*Work instructions:*
A word-for-word copy of the entries is the only acceptable reply.

*Data shown:*
**********
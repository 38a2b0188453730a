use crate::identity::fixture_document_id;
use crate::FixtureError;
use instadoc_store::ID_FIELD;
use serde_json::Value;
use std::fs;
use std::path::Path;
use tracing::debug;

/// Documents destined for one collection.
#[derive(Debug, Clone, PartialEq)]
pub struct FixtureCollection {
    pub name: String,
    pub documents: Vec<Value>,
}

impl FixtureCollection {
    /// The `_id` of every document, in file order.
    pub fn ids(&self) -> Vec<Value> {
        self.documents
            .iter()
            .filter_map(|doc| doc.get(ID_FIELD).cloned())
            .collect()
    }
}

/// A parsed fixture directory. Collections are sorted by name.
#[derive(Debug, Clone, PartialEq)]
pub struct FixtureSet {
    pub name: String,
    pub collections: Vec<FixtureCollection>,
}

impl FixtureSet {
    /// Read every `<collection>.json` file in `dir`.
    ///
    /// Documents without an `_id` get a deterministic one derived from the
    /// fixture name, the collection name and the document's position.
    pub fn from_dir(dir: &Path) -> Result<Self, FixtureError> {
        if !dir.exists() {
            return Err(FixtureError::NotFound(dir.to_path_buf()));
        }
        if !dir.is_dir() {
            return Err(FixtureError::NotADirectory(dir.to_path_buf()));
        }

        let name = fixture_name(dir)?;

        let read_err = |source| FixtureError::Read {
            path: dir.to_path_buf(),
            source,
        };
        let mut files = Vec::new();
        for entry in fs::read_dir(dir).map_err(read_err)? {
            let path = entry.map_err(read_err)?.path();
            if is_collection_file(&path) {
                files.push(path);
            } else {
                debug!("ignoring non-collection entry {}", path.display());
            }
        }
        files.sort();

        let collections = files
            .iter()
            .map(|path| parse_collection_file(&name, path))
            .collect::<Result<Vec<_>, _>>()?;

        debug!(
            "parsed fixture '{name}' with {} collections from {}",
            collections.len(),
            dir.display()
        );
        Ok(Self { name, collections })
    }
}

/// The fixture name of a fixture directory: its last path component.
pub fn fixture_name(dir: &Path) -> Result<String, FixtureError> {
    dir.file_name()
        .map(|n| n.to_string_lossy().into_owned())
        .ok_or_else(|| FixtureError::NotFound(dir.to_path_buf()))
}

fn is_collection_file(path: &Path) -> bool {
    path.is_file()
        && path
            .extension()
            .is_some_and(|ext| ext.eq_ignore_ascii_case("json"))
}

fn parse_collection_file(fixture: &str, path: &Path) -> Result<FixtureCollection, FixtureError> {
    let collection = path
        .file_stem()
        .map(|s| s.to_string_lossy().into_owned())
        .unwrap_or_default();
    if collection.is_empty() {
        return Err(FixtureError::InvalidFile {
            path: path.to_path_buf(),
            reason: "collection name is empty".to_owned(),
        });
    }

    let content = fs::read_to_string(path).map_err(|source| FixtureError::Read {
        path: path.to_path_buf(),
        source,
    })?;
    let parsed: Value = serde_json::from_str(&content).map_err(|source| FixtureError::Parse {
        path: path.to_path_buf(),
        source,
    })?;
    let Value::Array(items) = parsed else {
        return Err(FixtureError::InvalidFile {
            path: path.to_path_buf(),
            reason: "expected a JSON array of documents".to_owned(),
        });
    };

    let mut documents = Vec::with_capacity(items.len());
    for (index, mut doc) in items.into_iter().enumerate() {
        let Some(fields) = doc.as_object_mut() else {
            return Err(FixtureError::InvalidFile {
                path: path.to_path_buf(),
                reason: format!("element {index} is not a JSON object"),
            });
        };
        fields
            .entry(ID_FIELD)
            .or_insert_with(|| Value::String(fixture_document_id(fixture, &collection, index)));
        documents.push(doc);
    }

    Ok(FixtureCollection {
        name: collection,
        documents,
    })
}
**********
*Response to this task:*
repository 38a2b0188453730a
use crate::identity::fixture_document_id;
use crate::FixtureError;
use instadoc_store::ID_FIELD;
use serde_json::Value;
use std::fs;
use std::path::Path;
use tracing::debug;

/// Documents destined for one collection.
#[derive(Debug, Clone, PartialEq)]
pub struct FixtureCollection {
    pub name: String,
    pub documents: Vec<Value>,
}

impl FixtureCollection {
    /// The `_id` of every document, in file order.
    pub fn ids(&self) -> Vec<Value> {
        self.documents
            .iter()
            .filter_map(|doc| doc.get(ID_FIELD).cloned())
            .collect()
    }
}

/// A parsed fixture directory. Collections are sorted by name.
#[derive(Debug, Clone, PartialEq)]
pub struct FixtureSet {
    pub name: String,
    pub collections: Vec<FixtureCollection>,
}

impl FixtureSet {
    /// Read every `<collection>.json` file in `dir`.
    ///
    /// Documents without an `_id` get a deterministic one derived from the
    /// fixture name, the collection name and the document's position.
    pub fn from_dir(dir: &Path) -> Result<Self, FixtureError> {
        if !dir.exists() {
            return Err(FixtureError::NotFound(dir.to_path_buf()));
        }
        if !dir.is_dir() {
            return Err(FixtureError::NotADirectory(dir.to_path_buf()));
        }

        let name = fixture_name(dir)?;

        let read_err = |source| FixtureError::Read {
            path: dir.to_path_buf(),
            source,
        };
        let mut files = Vec::new();
        for entry in fs::read_dir(dir).map_err(read_err)? {
            let path = entry.map_err(read_err)?.path();
            if is_collection_file(&path) {
                files.push(path);
            } else {
                debug!("ignoring non-collection entry {}", path.display());
            }
        }
        files.sort();

        let collections = files
            .iter()
            .map(|path| parse_collection_file(&name, path))
            .collect::<Result<Vec<_>, _>>()?;

        debug!(
            "parsed fixture '{name}' with {} collections from {}",
            collections.len(),
            dir.display()
        );
        Ok(Self { name, collections })
    }
}

/// The fixture name of a fixture directory: its last path component.
pub fn fixture_name(dir: &Path) -> Result<String, FixtureError> {
    dir.file_name()
        .map(|n| n.to_string_lossy().into_owned())
        .ok_or_else(|| FixtureError::NotFound(dir.to_path_buf()))
}

fn is_collection_file(path: &Path) -> bool {
    path.is_file()
        && path
            .extension()
            .is_some_and(|ext| ext.eq_ignore_ascii_case("json"))
}

fn parse_collection_file(fixture: &str, path: &Path) -> Result<FixtureCollection, FixtureError> {
    let collection = path
        .file_stem()
        .map(|s| s.to_string_lossy().into_owned())
        .unwrap_or_default();
    if collection.is_empty() {
        return Err(FixtureError::InvalidFile {
            path: path.to_path_buf(),
            reason: "collection name is empty".to_owned(),
        });
    }

    let content = fs::read_to_string(path).map_err(|source| FixtureError::Read {
        path: path.to_path_buf(),
        source,
    })?;
    let parsed: Value = serde_json::from_str(&content).map_err(|source| FixtureError::Parse {
        path: path.to_path_buf(),
        source,
    })?;
    let Value::Array(items) = parsed else {
        return Err(FixtureError::InvalidFile {
            path: path.to_path_buf(),
            reason: "expected a JSON array of documents".to_owned(),
        });
    };

    let mut documents = Vec::with_capacity(items.len());
    for (index, mut doc) in items.into_iter().enumerate() {
        let Some(fields) = doc.as_object_mut() else {
            return Err(FixtureError::InvalidFile {
                path: path.to_path_buf(),
                reason: format!("element {index} is not a JSON object"),
            });
        };
        fields
            .entry(ID_FIELD)
            .or_insert_with(|| Value::String(fixture_document_id(fixture, &collection, index)));
        documents.push(doc);
    }

    Ok(FixtureCollection {
        name: collection,
        documents,
    })
}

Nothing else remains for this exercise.